(PROBLEM):
Write each line again exactly as it is, from the opening line of the records below through the one containing "Self::MalformedData(_) | Self::Store(_)", and add nothing.

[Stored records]
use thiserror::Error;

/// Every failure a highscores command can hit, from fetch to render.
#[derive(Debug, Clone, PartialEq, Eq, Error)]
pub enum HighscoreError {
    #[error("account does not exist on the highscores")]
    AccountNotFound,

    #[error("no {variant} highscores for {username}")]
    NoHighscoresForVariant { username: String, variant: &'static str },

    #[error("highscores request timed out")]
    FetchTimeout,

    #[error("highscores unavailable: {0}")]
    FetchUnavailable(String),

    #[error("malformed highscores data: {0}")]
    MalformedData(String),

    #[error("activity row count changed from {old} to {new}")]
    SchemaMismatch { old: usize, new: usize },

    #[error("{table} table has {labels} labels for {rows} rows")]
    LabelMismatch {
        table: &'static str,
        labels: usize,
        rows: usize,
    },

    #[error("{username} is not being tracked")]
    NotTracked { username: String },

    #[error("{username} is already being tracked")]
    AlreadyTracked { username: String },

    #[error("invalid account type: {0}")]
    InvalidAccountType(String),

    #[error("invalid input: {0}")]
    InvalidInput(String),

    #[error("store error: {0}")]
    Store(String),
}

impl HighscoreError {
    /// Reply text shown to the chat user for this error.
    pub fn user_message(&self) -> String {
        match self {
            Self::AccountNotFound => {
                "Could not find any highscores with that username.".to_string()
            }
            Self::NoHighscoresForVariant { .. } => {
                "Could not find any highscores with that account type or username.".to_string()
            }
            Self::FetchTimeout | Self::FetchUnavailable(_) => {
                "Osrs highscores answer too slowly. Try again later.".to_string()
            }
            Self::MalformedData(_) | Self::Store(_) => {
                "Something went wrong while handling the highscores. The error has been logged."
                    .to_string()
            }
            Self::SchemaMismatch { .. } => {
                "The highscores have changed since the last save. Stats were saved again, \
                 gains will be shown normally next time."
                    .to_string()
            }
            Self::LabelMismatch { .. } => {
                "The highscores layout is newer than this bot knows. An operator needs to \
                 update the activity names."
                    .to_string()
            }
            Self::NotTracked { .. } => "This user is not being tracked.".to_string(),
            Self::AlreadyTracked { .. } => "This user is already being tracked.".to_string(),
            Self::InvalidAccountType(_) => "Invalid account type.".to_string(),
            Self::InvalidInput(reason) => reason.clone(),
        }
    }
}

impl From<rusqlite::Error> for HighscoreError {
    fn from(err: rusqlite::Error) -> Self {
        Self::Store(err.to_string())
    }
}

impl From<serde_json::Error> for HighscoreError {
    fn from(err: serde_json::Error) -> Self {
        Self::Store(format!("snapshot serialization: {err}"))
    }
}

(RESPONSE FOR THIS EXERCISE):
use thiserror::Error;

/// Every failure a highscores command can hit, from fetch to render.
#[derive(Debug, Clone, PartialEq, Eq, Error)]
pub enum HighscoreError {
    #[error("account does not exist on the highscores")]
    AccountNotFound,

    #[error("no {variant} highscores for {username}")]
    NoHighscoresForVariant { username: String, variant: &'static str },

    #[error("highscores request timed out")]
    FetchTimeout,

    #[error("highscores unavailable: {0}")]
    FetchUnavailable(String),

    #[error("malformed highscores data: {0}")]
    MalformedData(String),

    #[error("activity row count changed from {old} to {new}")]
    SchemaMismatch { old: usize, new: usize },

    #[error("{table} table has {labels} labels for {rows} rows")]
    LabelMismatch {
        table: &'static str,
        labels: usize,
        rows: usize,
    },

    #[error("{username} is not being tracked")]
    NotTracked { username: String },

    #[error("{username} is already being tracked")]
    AlreadyTracked { username: String },

    #[error("invalid account type: {0}")]
    InvalidAccountType(String),

    #[error("invalid input: {0}")]
    InvalidInput(String),

    #[error("store error: {0}")]
    Store(String),
}

impl HighscoreError {
    /// Reply text shown to the chat user for this error.
    pub fn user_message(&self) -> String {
        match self {
            Self::AccountNotFound => {
                "Could not find any highscores with that username.".to_string()
            }
            Self::NoHighscoresForVariant { .. } => {
                "Could not find any highscores with that account type or username.".to_string()
            }
            Self::FetchTimeout | Self::FetchUnavailable(_) => {
                "Osrs highscores answer too slowly. Try again later.".to_string()
            }
            Self::MalformedData(_) | Self::Store(_) => {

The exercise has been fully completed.